WHAT IS EXPECTED:
Copy out, exactly as written, only the line containing "assert_eq!(manager.asid_in_use_count(), 1);" and the lines after it through the end of the records.

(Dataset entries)
//! Address spaces and the page-fault path (spec.md §4.4).
//!
//! Grounded on the teacher's `mm/src/memory_init.rs` for the locking shape
//! (an `IrqRwLock`-protected table of objects, `klog_debug!` on every
//! region lifecycle event) and on `mm/src/process_vm.rs` for the
//! create/destroy/resize/fault operation names, re-pointed at the
//! `RegionTree`/`Backend`/`AsidPool` types built for this workspace.

use mk_abi::addr::VirtAddr;
use mk_abi::error::{KError, KResult};
use mk_abi::mm::{AccessFlags, Asid, MAX_ADDRESS_SPACES};
use mk_lib::{IrqRwLock, klog_debug};

use crate::asid::{AsidPool, ShootdownPolicy};
use crate::backend::Backend;
use crate::frame_alloc::FrameAllocator;
use crate::region::{Region, RegionTree};

/// One address space: an ASID plus its region table.
pub struct AddressSpace {
    asid: Asid,
    regions: IrqRwLock<RegionTree>,
}

impl AddressSpace {
    fn new(asid: Asid) -> Self {
        Self {
            asid,
            regions: IrqRwLock::new_named(RegionTree::new(), "as_regions"),
        }
    }

    pub fn asid(&self) -> Asid {
        self.asid
    }

    /// `as_area_create`: insert a new non-overlapping region.
    pub fn area_create(
        &self,
        base: VirtAddr,
        size: u64,
        flags: AccessFlags,
        backend: Backend,
    ) -> KResult<()> {
        let region = Region {
            base,
            size,
            flags,
            backend,
        };
        let mut regions = self.regions.write();
        regions.insert(region)?;
        klog_debug!(
            "as[{}]: area_create base={:#x} size={:#x}",
            self.asid.0,
            base.as_u64(),
            size
        );
        Ok(())
    }

    /// `as_area_destroy`: remove the region, freeing any frames the
    /// backend owns. `installed` is consulted for every page-aligned
    /// offset that was actually faulted in; callers that track installed
    /// PTEs elsewhere pass an empty slice when nothing was ever faulted.
    pub fn area_destroy(
        &self,
        base: VirtAddr,
        installed: &[(u64, mk_abi::addr::PhysAddr)],
        frames: &dyn FrameAllocator,
    ) -> KResult<()> {
        let mut regions = self.regions.write();
        let region = regions.remove(base)?;
        for &(offset, frame) in installed {
            let _ = offset;
            region.backend.frame_free(frame, frames);
        }
        klog_debug!("as[{}]: area_destroy base={:#x}", self.asid.0, base.as_u64());
        Ok(())
    }

    /// `as_area_resize`: grow (fails if it would overlap the next region)
    /// or shrink (the caller is responsible for unmapping/freeing the
    /// tail frames, passed in `freed_tail`) a region in place.
    pub fn area_resize(
        &self,
        base: VirtAddr,
        new_size: u64,
        freed_tail: &[(u64, mk_abi::addr::PhysAddr)],
        frames: &dyn FrameAllocator,
    ) -> KResult<()> {
        let mut regions = self.regions.write();
        let growing = {
            let region = regions.get_mut(base).ok_or(KError::NoEnt)?;
            new_size > region.size
        };
        if growing {
            let would_overlap = {
                let region = regions.get_mut(base).ok_or(KError::NoEnt)?;
                let candidate_end = region.base.as_u64() + new_size;
                let mut overlap = false;
                for other in regions.iter() {
                    if other.base == base {
                        continue;
                    }
                    if other.base.as_u64() < candidate_end && region.end() <= other.base.as_u64() {
                        // other starts before our new end and after (or at)
                        // our current end: growth would collide with it.
                        overlap = true;
                    }
                }
                overlap
            };
            if would_overlap {
                return Err(KError::AlreadyExists);
            }
        } else {
            let region = regions.get_mut(base).ok_or(KError::NoEnt)?;
            for &(offset, frame) in freed_tail {
                let _ = offset;
                region.backend.frame_free(frame, frames);
            }
        }
        let region = regions.get_mut(base).ok_or(KError::NoEnt)?;
        region.size = new_size;
        klog_debug!(
            "as[{}]: area_resize base={:#x} new_size={:#x}",
            self.asid.0,
            base.as_u64(),
            new_size
        );
        Ok(())
    }

    /// `as_page_fault`: locate the region containing `address`, check the
    /// requested access is allowed, and delegate to the backend for a
    /// frame. Returns the frame to install a PTE for.
    pub fn page_fault(
        &self,
        address: VirtAddr,
        access: mk_abi::mm::FaultAccess,
        frames: &dyn FrameAllocator,
    ) -> KResult<mk_abi::addr::PhysAddr> {
        let regions = self.regions.read();
        let region = regions.find(address).ok_or(KError::Fault)?;
        if !region.flags.contains(access.required_flag()) {
            return Err(KError::Fault);
        }
        let offset = region.offset_of(address).align_down_page();
        region
            .backend
            .page_fault(offset, access, frames)
            .ok_or(KError::NoMem)
    }

    pub fn region_count(&self) -> usize {
        self.regions.read().len()
    }

    /// Snapshot a region's geometry and backend for `as_area_share`: the
    /// caller inserts the returned `(size, flags, backend.share())` into
    /// the target address space's own `area_create`.
    pub fn region_snapshot(&self, base: VirtAddr) -> KResult<(u64, AccessFlags, Backend)> {
        let regions = self.regions.read();
        let region = regions.find(base).filter(|r| r.base == base).ok_or(KError::NoEnt)?;
        Ok((region.size, region.flags, region.backend))
    }
}

trait AlignDownPage {
    fn align_down_page(self) -> u64;
}

impl AlignDownPage for u64 {
    fn align_down_page(self) -> u64 {
        self & !(mk_abi::PAGE_SIZE - 1)
    }
}

/// Owns every live address space plus the shared ASID pool (spec.md: "ASID
/// pool: guarded by an address-space-manager lock").
pub struct AddressSpaceManager {
    asids: AsidPool,
    slots: IrqRwLock<[Option<AddressSpace>; MAX_ADDRESS_SPACES]>,
}

impl AddressSpaceManager {
    pub fn new(asid_pool_capacity: usize) -> Self {
        const NONE: Option<AddressSpace> = None;
        Self {
            asids: AsidPool::new(asid_pool_capacity),
            slots: IrqRwLock::new_named([NONE; MAX_ADDRESS_SPACES], "as_manager"),
        }
    }

    pub fn asid_shootdown_policy(&self) -> ShootdownPolicy {
        self.asids.policy()
    }

    /// Live ASID count, for the debug/observability syscall band
    /// (spec.md §6).
    pub fn asid_in_use_count(&self) -> usize {
        self.asids.in_use_count()
    }

    /// `as_create`: allocate an ASID (evicting and shooting down a victim
    /// if the pool is exhausted) and a slot for the new address space.
    pub fn as_create(&self, shootdown: impl FnOnce(Asid, ShootdownPolicy)) -> KResult<Asid> {
        let asid = self.asids.alloc(shootdown);
        let mut slots = self.slots.write();
        let idx = asid.0 as usize;
        if idx >= slots.len() {
            self.asids.free(asid);
            return Err(KError::Overflow);
        }
        slots[idx] = Some(AddressSpace::new(asid));
        klog_debug!("as_manager: created asid={}", asid.0);
        Ok(asid)
    }

    /// Release an address space and return its ASID to the pool.
    pub fn as_destroy(&self, asid: Asid) -> KResult<()> {
        let mut slots = self.slots.write();
        let idx = asid.0 as usize;
        let slot = slots.get_mut(idx).ok_or(KError::NoEnt)?;
        if slot.take().is_none() {
            return Err(KError::NoEnt);
        }
        drop(slots);
        self.asids.free(asid);
        klog_debug!("as_manager: destroyed asid={}", asid.0);
        Ok(())
    }

    pub fn with_address_space<R>(&self, asid: Asid, f: impl FnOnce(&AddressSpace) -> R) -> KResult<R> {
        let slots = self.slots.read();
        let slot = slots.get(asid.0 as usize).ok_or(KError::NoEnt)?;
        slot.as_ref().map(f).ok_or(KError::NoEnt)
    }
}

#[cfg(test)]
mod tests {
    use super::*;
    use crate::frame_alloc::BumpFrameAllocator;

    #[test]
    fn area_create_rejects_overlap() {
        let space = AddressSpace::new(Asid(1));
        space
            .area_create(VirtAddr::new(0x1000), 0x1000, AccessFlags::READ, Backend::Anonymous)
            .unwrap();
        let err = space
            .area_create(VirtAddr::new(0x1800), 0x1000, AccessFlags::READ, Backend::Anonymous)
            .unwrap_err();
        assert_eq!(err, KError::AlreadyExists);
    }

    #[test]
    fn fault_on_unmapped_address_is_fault() {
        let space = AddressSpace::new(Asid(1));
        let frames = BumpFrameAllocator::new(0x10_0000, 4);
        let err = space
            .page_fault(VirtAddr::new(0x9000), mk_abi::mm::FaultAccess::Read, &frames)
            .unwrap_err();
        assert_eq!(err, KError::Fault);
    }

    #[test]
    fn fault_with_disallowed_access_is_fault() {
        let space = AddressSpace::new(Asid(1));
        let frames = BumpFrameAllocator::new(0x10_0000, 4);
        space
            .area_create(VirtAddr::new(0x1000), 0x1000, AccessFlags::READ, Backend::Anonymous)
            .unwrap();
        let err = space
            .page_fault(VirtAddr::new(0x1000), mk_abi::mm::FaultAccess::Write, &frames)
            .unwrap_err();
        assert_eq!(err, KError::Fault);
    }

    #[test]
    fn fault_on_allowed_anonymous_region_allocates_a_frame() {
        let space = AddressSpace::new(Asid(1));
        let frames = BumpFrameAllocator::new(0x10_0000, 4);
        space
            .area_create(
                VirtAddr::new(0x1000),
                0x1000,
                AccessFlags::READ | AccessFlags::WRITE,
                Backend::Anonymous,
            )
            .unwrap();
        let frame = space
            .page_fault(VirtAddr::new(0x1050), mk_abi::mm::FaultAccess::Write, &frames)
            .unwrap();
        assert!(!frame.is_null());
    }

    #[test]
    fn create_destroy_round_trips_region_count() {
        let space = AddressSpace::new(Asid(1));
        space
            .area_create(VirtAddr::new(0x1000), 0x1000, AccessFlags::READ, Backend::Anonymous)
            .unwrap();
        assert_eq!(space.region_count(), 1);
        let frames = BumpFrameAllocator::new(0, 0);
        space.area_destroy(VirtAddr::new(0x1000), &[], &frames).unwrap();
        assert_eq!(space.region_count(), 0);
    }

    #[test]
    fn region_snapshot_reports_geometry_and_backend() {
        let space = AddressSpace::new(Asid(1));
        space
            .area_create(VirtAddr::new(0x1000), 0x2000, AccessFlags::READ, Backend::Anonymous)
            .unwrap();
        let (size, flags, backend) = space.region_snapshot(VirtAddr::new(0x1000)).unwrap();
        assert_eq!(size, 0x2000);
        assert_eq!(flags, AccessFlags::READ);
        assert_eq!(backend, Backend::Anonymous);
    }

    #[test]
    fn region_snapshot_of_unmapped_base_is_noent() {
        let space = AddressSpace::new(Asid(1));
        let err = space.region_snapshot(VirtAddr::new(0x9000)).unwrap_err();
        assert_eq!(err, KError::NoEnt);
    }

    #[test]
    fn manager_reports_asid_in_use_count() {
        let manager = AddressSpaceManager::new(4);
        assert_eq!(manager.asid_in_use_count(), 0);
        manager.as_create(|_, _| panic!("no eviction expected")).unwrap();
        assert_eq!(manager.asid_in_use_count(), 1);
    }

    #[test]
    fn manager_create_destroy_round_trips_asid() {
        let manager = AddressSpaceManager::new(64);
        let asid = manager.as_create(|_, _| panic!("no eviction expected")).unwrap();
        let count = manager.with_address_space(asid, |space| space.region_count()).unwrap();
        assert_eq!(count, 0);
        manager.as_destroy(asid).unwrap();
        assert!(manager.with_address_space(asid, |space| space.region_count()).is_err());
    }
}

THE COMPLETED TASK:
        assert_eq!(manager.asid_in_use_count(), 1);
    }

    #[test]
    fn manager_create_destroy_round_trips_asid() {
        let manager = AddressSpaceManager::new(64);
        let asid = manager.as_create(|_, _| panic!("no eviction expected")).unwrap();
        let count = manager.with_address_space(asid, |space| space.region_count()).unwrap();
        assert_eq!(count, 0);
        manager.as_destroy(asid).unwrap();
        assert!(manager.with_address_space(asid, |space| space.region_count()).is_err());
    }
}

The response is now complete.